The moves come after a brutal bout of selling spurred by growing expectations that central bank policymakers may trigger a recession as they raise interest rates to fight decades-high inflation.
On Friday, the Dow Jones Industrial Average hit a 2022 low after recording a 4% loss for the week. The benchmark S&P 500 shed 4.6% over the same period, teetering near its June 16 low of 3,666.77 as it closed at 3,693.23. And the technology-heavy Nasdaq Composite posted a weekly loss of roughly 5.1%.
Skittish action was prevalent across other pockets of the market. On the bond side, the rate-sensitive 2-year Treasury note surged above 4.28%, a fresh 15-year high, while the 10-year Treasury yield topped 3.82%, the highest since April 2010.
In commodities, Brent crude oil futures plummeted below $85 per barrel, the lowest since January, while in currency markets, the dollar index jumped to its highest level since May 2002.
Volatility across the Atlantic was also in focus to start the week after roller coaster action by the British pound.
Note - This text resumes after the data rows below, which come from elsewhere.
use futures::stream::{self, StreamExt};
use tokio_util::sync::CancellationToken;

use crate::job::{ScrapeRequest, WorkerConfig};
use crate::models::ExtractionOutcome;
use crate::scrape::{ScrapeOutcome, ScrapeService};
use crate::traits::{Extractor, Fetcher, ResultStore};
use crate::util::normalize_url;

/// Events emitted by the worker pool for monitoring/logging.
#[derive(Debug, Clone)]
pub enum WorkerEvent<'a> {
    Started {
        worker_id: &'a str,
        max_workers: usize,
        queued: usize,
    },
    JobStarted {
        task_id: i64,
        url: &'a str,
    },
    JobCompleted {
        task_id: i64,
        url: &'a str,
        result_id: Option<i64>,
    },
    JobFailed {
        task_id: i64,
        url: &'a str,
        error: &'a str,
    },
    StorageWarning {
        task_id: i64,
        warning: &'a str,
    },
    JobSkipped {
        task_id: i64,
        url: &'a str,
    },
    Stopped {
        worker_id: &'a str,
        processed: usize,
    },
}

/// Trait for receiving worker events (decoupled logging).
pub trait WorkerReporter: Send + Sync {
    fn report(&self, event: WorkerEvent<'_>) {
        let _ = event;
    }
}

/// Reporter that uses the `tracing` crate.
#[derive(Debug, Default, Clone, Copy)]
pub struct TracingWorkerReporter;

impl WorkerReporter for TracingWorkerReporter {
    fn report(&self, event: WorkerEvent<'_>) {
        match event {
            WorkerEvent::Started {
                worker_id,
                max_workers,
                queued,
            } => {
                tracing::info!(%worker_id, max_workers, queued, "Worker pool started");
            }
            WorkerEvent::JobStarted { task_id, url } => {
                tracing::info!(task_id, %url, "Processing URL");
            }
            WorkerEvent::JobCompleted {
                task_id,
                url,
                result_id,
            } => {
                tracing::info!(task_id, %url, ?result_id, "URL completed");
            }
            WorkerEvent::JobFailed {
                task_id,
                url,
                error,
            } => {
                tracing::warn!(task_id, %url, %error, "URL failed");
            }
            WorkerEvent::StorageWarning { task_id, warning } => {
                tracing::warn!(task_id, %warning, "Result not fully persisted");
            }
            WorkerEvent::JobSkipped { task_id, url } => {
                tracing::info!(task_id, %url, "Skipped after cancellation");
            }
            WorkerEvent::Stopped {
                worker_id,
                processed,
            } => {
                tracing::info!(%worker_id, processed, "Worker pool stopped");
            }
        }
    }
}

/// Runs many scrape requests through one [`ScrapeService`] with at most
/// `max_workers` in flight.
///
/// Each URL's fetch → extract → store sequence completes as a unit; there is
/// no ordering across URLs.
pub struct WorkerPool<F, E, S>
where
    F: Fetcher,
    E: Extractor,
    S: ResultStore,
{
    service: ScrapeService<F, E, S>,
    config: WorkerConfig,
}

impl<F, E, S> WorkerPool<F, E, S>
where
    F: Fetcher,
    E: Extractor,
    S: ResultStore,
{
    /// The service gets the configured per-URL deadline applied.
    pub fn new(service: ScrapeService<F, E, S>, config: WorkerConfig) -> Self {
        let service = service.with_deadline(config.job_deadline);
        Self { service, config }
    }

    /// Process every request, returning outcomes in completion order.
    ///
    /// Once `cancel` fires, in-flight fetches end as cancelled results and
    /// requests that have not started are skipped.
    pub async fn run<WR: WorkerReporter>(
        &self,
        requests: Vec<ScrapeRequest>,
        cancel: CancellationToken,
        reporter: &WR,
    ) -> Vec<ScrapeOutcome> {
        reporter.report(WorkerEvent::Started {
            worker_id: &self.config.worker_id,
            max_workers: self.config.max_workers,
            queued: requests.len(),
        });

        let outcomes: Vec<ScrapeOutcome> = stream::iter(requests)
            .map(|request| {
                let cancel = cancel.clone();
                async move { self.process(request, &cancel, reporter).await }
            })
            .buffer_unordered(self.config.max_workers)
            .filter_map(|outcome| async move { outcome })
            .collect()
            .await;

        reporter.report(WorkerEvent::Stopped {
            worker_id: &self.config.worker_id,
            processed: outcomes.len(),
        });

        outcomes
    }

    async fn process<WR: WorkerReporter>(
        &self,
        request: ScrapeRequest,
        cancel: &CancellationToken,
        reporter: &WR,
    ) -> Option<ScrapeOutcome> {
        let url = normalize_url(&request.url);
        if cancel.is_cancelled() {
            reporter.report(WorkerEvent::JobSkipped {
                task_id: request.task_id,
                url: &url,
            });
            return None;
        }

        reporter.report(WorkerEvent::JobStarted {
            task_id: request.task_id,
            url: &url,
        });

        let outcome = self.service.scrape(request.task_id, &url, cancel).await;

        match &outcome.result.outcome {
            ExtractionOutcome::Success { .. } => reporter.report(WorkerEvent::JobCompleted {
                task_id: request.task_id,
                url: &outcome.result.url,
                result_id: outcome.result_id,
            }),
            ExtractionOutcome::Error { message } => reporter.report(WorkerEvent::JobFailed {
                task_id: request.task_id,
                url: &outcome.result.url,
                error: message,
            }),
        }

        if let Some(warning) = &outcome.storage_warning {
            reporter.report(WorkerEvent::StorageWarning {
                task_id: request.task_id,
                warning,
            });
        }

        Some(outcome)
    }
}

#[cfg(test)]
mod tests {
    use std::sync::Arc;
    use std::sync::atomic::{AtomicUsize, Ordering};
    use std::time::{Duration, Instant};

    use super::*;
    use crate::error::AppError;
    use crate::models::{FetchedPage, PageContent};
    use crate::testutil::*;

    fn requests(n: usize) -> Vec<ScrapeRequest> {
        (0..n)
            .map(|i| ScrapeRequest::new(1, format!("https://example.com/{i}")))
            .collect()
    }

    /// Fetcher that records the peak number of concurrent calls.
    #[derive(Clone, Default)]
    struct ConcurrencyGauge {
        in_flight: Arc<AtomicUsize>,
        peak: Arc<AtomicUsize>,
    }

    impl Fetcher for ConcurrencyGauge {
        async fn fetch(&self, _url: &str) -> Result<FetchedPage, AppError> {
            let now = self.in_flight.fetch_add(1, Ordering::SeqCst) + 1;
            self.peak.fetch_max(now, Ordering::SeqCst);
            tokio::time::sleep(Duration::from_millis(30)).await;
            self.in_flight.fetch_sub(1, Ordering::SeqCst);
            Ok(mock_page("<html>ok</html>"))
        }
    }

    #[tokio::test]
    async fn processes_every_request_and_stores_each() {
        let store = MockStore::empty();
        let service = ScrapeService::with_store(
            MockFetcher::new("<html>ok</html>"),
            MockExtractor::new(PageContent::default()),
            store.clone(),
        );
        let pool = WorkerPool::new(service, WorkerConfig::default().with_max_workers(3));
        let reporter = MockReporter::new();

        let outcomes = pool
            .run(requests(5), CancellationToken::new(), &reporter)
            .await;

        assert_eq!(outcomes.len(), 5);
        assert_eq!(store.saved.lock().unwrap().len(), 5);
        assert_eq!(store.saved_stats.lock().unwrap().len(), 5);
        let events = reporter.events.lock().unwrap();
        assert_eq!(events.first().map(String::as_str), Some("Started"));
        assert_eq!(events.last().map(String::as_str), Some("Stopped"));
        assert_eq!(events.iter().filter(|e| *e == "JobCompleted").count(), 5);
    }

    #[tokio::test]
    async fn concurrency_is_bounded_by_max_workers() {
        let gauge = ConcurrencyGauge::default();
        let service = ScrapeService::<_, _, crate::traits::NullStore>::new(
            gauge.clone(),
            MockExtractor::new(PageContent::default()),
        );
        let pool = WorkerPool::new(service, WorkerConfig::default().with_max_workers(2));

        let start = Instant::now();
        let outcomes = pool
            .run(requests(6), CancellationToken::new(), &TracingWorkerReporter)
            .await;

        assert_eq!(outcomes.len(), 6);
        assert_eq!(gauge.peak.load(Ordering::SeqCst), 2);
        // Three waves of two requests, 30ms each.
        assert!(start.elapsed() >= Duration::from_millis(90));
    }

    #[tokio::test]
    async fn failures_are_reported_and_still_returned() {
        let service = ScrapeService::<_, _, crate::traits::NullStore>::new(
            MockFetcher::with_responses(vec![
                Err(AppError::HttpStatus { status_code: 500 }),
                Err(AppError::HttpStatus { status_code: 500 }),
            ]),
            MockExtractor::new(PageContent::default()),
        );
        let pool = WorkerPool::new(service, WorkerConfig::default().with_max_workers(1));
        let reporter = MockReporter::new();

        let outcomes = pool
            .run(requests(2), CancellationToken::new(), &reporter)
            .await;

        assert_eq!(outcomes.len(), 2);
        assert!(outcomes.iter().all(|o| !o.result.outcome.is_success()));
        let events = reporter.events.lock().unwrap();
        assert_eq!(events.iter().filter(|e| *e == "JobFailed").count(), 2);
    }

    #[tokio::test]
    async fn cancelled_pool_skips_pending_requests() {
        let store = MockStore::empty();
        let service = ScrapeService::with_store(
            MockFetcher::new("<html>ok</html>"),
            MockExtractor::new(PageContent::default()),
            store.clone(),
        );
        let pool = WorkerPool::new(service, WorkerConfig::default());
        let reporter = MockReporter::new();
        let cancel = CancellationToken::new();
        cancel.cancel();

        let outcomes = pool.run(requests(3), cancel, &reporter).await;

        assert!(outcomes.is_empty());
        assert!(store.saved.lock().unwrap().is_empty());
        let events = reporter.events.lock().unwrap();
        assert_eq!(events.iter().filter(|e| *e == "JobSkipped").count(), 3);
    }

    #[tokio::test]
    async fn storage_warnings_are_reported() {
        let service = ScrapeService::with_store(
            MockFetcher::new("<html>ok</html>"),
            MockExtractor::new(PageContent::default()),
            MockStore::with_save_error(AppError::DatabaseError("read-only".into())),
        );
        let pool = WorkerPool::new(service, WorkerConfig::default());
        let reporter = MockReporter::new();

        let outcomes = pool
            .run(requests(1), CancellationToken::new(), &reporter)
            .await;

        assert!(outcomes[0].storage_warning.is_some());
        let events = reporter.events.lock().unwrap();
        assert!(events.iter().any(|e| e == "StorageWarning"));
    }

    #[tokio::test]
    async fn events_name_the_normalized_url() {
        let service = ScrapeService::<_, _, crate::traits::NullStore>::new(
            MockFetcher::new("<html>ok</html>"),
            MockExtractor::new(PageContent::default()),
        );
        let pool = WorkerPool::new(service, WorkerConfig::default());
        let reporter = MockReporter::new();

        pool.run(
            vec![ScrapeRequest::new(1, "example.com/a")],
            CancellationToken::new(),
            &reporter,
        )
        .await;

        let urls = reporter.urls.lock().unwrap();
        assert_eq!(urls.len(), 2);
        assert!(urls.iter().all(|(_, url)| url == "https://example.com/a"));
    }

    #[tokio::test]
    async fn skipped_events_name_the_normalized_url() {
        let service = ScrapeService::<_, _, crate::traits::NullStore>::new(
            MockFetcher::new("<html>ok</html>"),
            MockExtractor::new(PageContent::default()),
        );
        let pool = WorkerPool::new(service, WorkerConfig::default());
        let reporter = MockReporter::new();
        let cancel = CancellationToken::new();
        cancel.cancel();

        pool.run(vec![ScrapeRequest::new(1, "example.com/b")], cancel, &reporter)
            .await;

        let urls = reporter.urls.lock().unwrap();
        assert_eq!(
            urls.as_slice(),
            [("JobSkipped".to_string(), "https://example.com/b".to_string())]
        );
    }
}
The currency plunged roughly 4% to around $1.03, hitting an all-time low against the U.S. dollar, after Britain’s new government announced plans to issue its biggest tax cut in 50 years and boost spending. The Bank of England issued a statement saying it was watching markets "very closely" amid swift swings in asset prices. The pound found its footing later in the day, climbing back to $1.07.
“The worry is that not only will borrowing balloon to eye-watering levels, but that the fires of inflation will be fanned further by this tax giveaway, which offers higher earners the bigger tax break,” Hargreaves Lansdown Senior Investment and Markets Analyst Susannah Streeter said in a note.
Back in the U.S., some Wall Street strategists are expecting that a recession is the Federal Reserve’s base case scenario as it proceeds with an aggressive rate hiking campaign in efforts to restore price stability – particularly after Chair Jerome Powell continuously warned of economic “pain” in a speech last week.
Atlanta Federal Reserve President Raphael Bostic, however, continues to believe he and his colleagues can mitigate inflation without substantially harming the labor market, according to his remarks in a Sunday interview on CBS’s “Face the Nation.”
“I do think that we’re going to do all that we can at the Federal Reserve to avoid deep, deep pain,” Bostic said. “We’re still creating lots of jobs on a monthly basis, and so I actually think that there is some ability for the economy to absorb our actions.”